Working data START

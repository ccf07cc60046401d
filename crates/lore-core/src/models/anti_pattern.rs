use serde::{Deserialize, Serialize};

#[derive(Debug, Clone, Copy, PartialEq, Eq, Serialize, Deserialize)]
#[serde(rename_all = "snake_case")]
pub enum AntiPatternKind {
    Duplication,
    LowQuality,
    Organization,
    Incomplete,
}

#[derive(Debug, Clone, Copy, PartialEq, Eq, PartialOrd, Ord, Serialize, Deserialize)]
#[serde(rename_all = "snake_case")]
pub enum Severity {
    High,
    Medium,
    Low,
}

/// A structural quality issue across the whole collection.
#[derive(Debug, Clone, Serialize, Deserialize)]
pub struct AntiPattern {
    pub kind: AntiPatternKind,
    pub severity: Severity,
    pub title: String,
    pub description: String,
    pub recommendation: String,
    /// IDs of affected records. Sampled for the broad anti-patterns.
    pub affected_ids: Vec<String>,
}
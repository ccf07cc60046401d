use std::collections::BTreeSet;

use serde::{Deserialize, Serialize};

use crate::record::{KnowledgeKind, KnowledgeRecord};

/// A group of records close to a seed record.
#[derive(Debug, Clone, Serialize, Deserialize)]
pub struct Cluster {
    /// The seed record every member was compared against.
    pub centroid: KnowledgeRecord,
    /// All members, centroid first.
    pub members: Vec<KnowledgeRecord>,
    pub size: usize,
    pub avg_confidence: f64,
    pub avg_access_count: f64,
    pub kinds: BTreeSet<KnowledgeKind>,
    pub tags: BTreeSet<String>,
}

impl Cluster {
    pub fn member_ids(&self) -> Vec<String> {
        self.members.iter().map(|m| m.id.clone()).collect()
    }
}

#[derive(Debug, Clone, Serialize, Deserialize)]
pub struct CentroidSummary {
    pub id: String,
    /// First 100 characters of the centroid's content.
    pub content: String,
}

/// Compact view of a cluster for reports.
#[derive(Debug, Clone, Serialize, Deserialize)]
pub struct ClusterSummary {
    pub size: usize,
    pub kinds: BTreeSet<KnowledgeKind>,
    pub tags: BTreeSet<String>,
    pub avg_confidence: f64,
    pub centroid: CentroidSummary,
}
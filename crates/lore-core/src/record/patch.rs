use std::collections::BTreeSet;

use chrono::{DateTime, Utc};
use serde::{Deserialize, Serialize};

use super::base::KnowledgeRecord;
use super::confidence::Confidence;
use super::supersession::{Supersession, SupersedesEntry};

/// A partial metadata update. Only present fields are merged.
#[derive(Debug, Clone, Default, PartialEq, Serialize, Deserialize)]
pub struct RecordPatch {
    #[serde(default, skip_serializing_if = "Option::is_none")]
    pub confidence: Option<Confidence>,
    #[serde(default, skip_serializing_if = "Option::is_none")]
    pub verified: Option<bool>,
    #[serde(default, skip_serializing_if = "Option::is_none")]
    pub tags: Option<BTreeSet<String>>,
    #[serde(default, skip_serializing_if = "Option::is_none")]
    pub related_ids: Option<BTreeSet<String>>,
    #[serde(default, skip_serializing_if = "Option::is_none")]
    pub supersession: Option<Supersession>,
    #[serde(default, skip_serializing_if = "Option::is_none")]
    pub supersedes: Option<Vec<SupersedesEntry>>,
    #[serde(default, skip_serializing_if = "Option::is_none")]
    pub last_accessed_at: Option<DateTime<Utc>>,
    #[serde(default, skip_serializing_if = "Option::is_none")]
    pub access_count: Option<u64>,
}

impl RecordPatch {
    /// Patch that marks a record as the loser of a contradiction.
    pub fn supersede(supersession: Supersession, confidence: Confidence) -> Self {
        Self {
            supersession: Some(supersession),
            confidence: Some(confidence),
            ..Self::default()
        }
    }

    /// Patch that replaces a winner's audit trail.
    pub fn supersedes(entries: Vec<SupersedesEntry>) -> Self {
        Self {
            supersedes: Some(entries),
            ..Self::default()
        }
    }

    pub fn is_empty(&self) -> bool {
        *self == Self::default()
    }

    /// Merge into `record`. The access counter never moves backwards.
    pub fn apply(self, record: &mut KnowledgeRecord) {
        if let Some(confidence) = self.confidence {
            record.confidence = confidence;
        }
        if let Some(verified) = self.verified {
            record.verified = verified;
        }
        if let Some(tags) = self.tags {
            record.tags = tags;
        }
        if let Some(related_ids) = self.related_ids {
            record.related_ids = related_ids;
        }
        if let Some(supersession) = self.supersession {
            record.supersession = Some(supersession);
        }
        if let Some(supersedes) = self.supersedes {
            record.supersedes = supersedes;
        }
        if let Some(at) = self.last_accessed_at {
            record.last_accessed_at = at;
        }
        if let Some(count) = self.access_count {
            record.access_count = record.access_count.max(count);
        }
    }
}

Working data END

[Work to complete] Take the data above and return it exactly.

[Answer space]
repository ccf07cc60046401d
filename crates/lore-core/src/models/anti_pattern.rs
use serde::{Deserialize, Serialize};

#[derive(Debug, Clone, Copy, PartialEq, Eq, Serialize, Deserialize)]
#[serde(rename_all = "snake_case")]
pub enum AntiPatternKind {
    Duplication,
    LowQuality,
    Organization,
    Incomplete,
}

#[derive(Debug, Clone, Copy, PartialEq, Eq, PartialOrd, Ord, Serialize, Deserialize)]
#[serde(rename_all = "snake_case")]
pub enum Severity {
    High,
    Medium,
    Low,
}

/// A structural quality issue across the whole collection.
#[derive(Debug, Clone, Serialize, Deserialize)]
pub struct AntiPattern {
    pub kind: AntiPatternKind,
    pub severity: Severity,
    pub title: String,
    pub description: String,
    pub recommendation: String,
    /// IDs of affected records. Sampled for the broad anti-patterns.
    pub affected_ids: Vec<String>,
}
repository ccf07cc60046401d
use std::collections::BTreeSet;

use serde::{Deserialize, Serialize};

use crate::record::{KnowledgeKind, KnowledgeRecord};

/// A group of records close to a seed record.
#[derive(Debug, Clone, Serialize, Deserialize)]
pub struct Cluster {
    /// The seed record every member was compared against.
    pub centroid: KnowledgeRecord,
    /// All members, centroid first.
    pub members: Vec<KnowledgeRecord>,
    pub size: usize,
    pub avg_confidence: f64,
    pub avg_access_count: f64,
    pub kinds: BTreeSet<KnowledgeKind>,
    pub tags: BTreeSet<String>,
}

impl Cluster {
    pub fn member_ids(&self) -> Vec<String> {
        self.members.iter().map(|m| m.id.clone()).collect()
    }
}

#[derive(Debug, Clone, Serialize, Deserialize)]
pub struct CentroidSummary {
    pub id: String,
    /// First 100 characters of the centroid's content.
    pub content: String,
}

/// Compact view of a cluster for reports.
#[derive(Debug, Clone, Serialize, Deserialize)]
pub struct ClusterSummary {
    pub size: usize,
    pub kinds: BTreeSet<KnowledgeKind>,
    pub tags: BTreeSet<String>,
    pub avg_confidence: f64,
    pub centroid: CentroidSummary,
}
filename crates/lore-core/src/record/patch.rs
use std::collections::BTreeSet;

use chrono::{DateTime, Utc};
use serde::{Deserialize, Serialize};

use super::base::KnowledgeRecord;
use super::confidence::Confidence;
use super::supersession::{Supersession, SupersedesEntry};

/// A partial metadata update. Only present fields are merged.
#[derive(Debug, Clone, Default, PartialEq, Serialize, Deserialize)]
pub struct RecordPatch {
    #[serde(default, skip_serializing_if = "Option::is_none")]
    pub confidence: Option<Confidence>,
    #[serde(default, skip_serializing_if = "Option::is_none")]
    pub verified: Option<bool>,
    #[serde(default, skip_serializing_if = "Option::is_none")]
    pub tags: Option<BTreeSet<String>>,
    #[serde(default, skip_serializing_if = "Option::is_none")]
    pub related_ids: Option<BTreeSet<String>>,
    #[serde(default, skip_serializing_if = "Option::is_none")]
    pub supersession: Option<Supersession>,
    #[serde(default, skip_serializing_if = "Option::is_none")]
    pub supersedes: Option<Vec<SupersedesEntry>>,
    #[serde(default, skip_serializing_if = "Option::is_none")]
    pub last_accessed_at: Option<DateTime<Utc>>,
    #[serde(default, skip_serializing_if = "Option::is_none")]
    pub access_count: Option<u64>,
}

impl RecordPatch {
    /// Patch that marks a record as the loser of a contradiction.
    pub fn supersede(supersession: Supersession, confidence: Confidence) -> Self {
        Self {
            supersession: Some(supersession),
            confidence: Some(confidence),
            ..Self::default()
        }
    }

    /// Patch that replaces a winner's audit trail.
    pub fn supersedes(entries: Vec<SupersedesEntry>) -> Self {
        Self {
            supersedes: Some(entries),
            ..Self::default()
        }
    }

    pub fn is_empty(&self) -> bool {
        *self == Self::default()
    }

    /// Merge into `record`. The access counter never moves backwards.
    pub fn apply(self, record: &mut KnowledgeRecord) {
        if let Some(confidence) = self.confidence {
            record.confidence = confidence;
        }
        if let Some(verified) = self.verified {
            record.verified = verified;
        }
        if let Some(tags) = self.tags {
            record.tags = tags;
        }
        if let Some(related_ids) = self.related_ids {
            record.related_ids = related_ids;
        }
        if let Some(supersession) = self.supersession {
            record.supersession = Some(supersession);
        }
        if let Some(supersedes) = self.supersedes {
            record.supersedes = supersedes;
        }
        if let Some(at) = self.last_accessed_at {
            record.last_accessed_at = at;
        }
        if let Some(count) = self.access_count {
            record.access_count = record.access_count.max(count);
        }
    }
}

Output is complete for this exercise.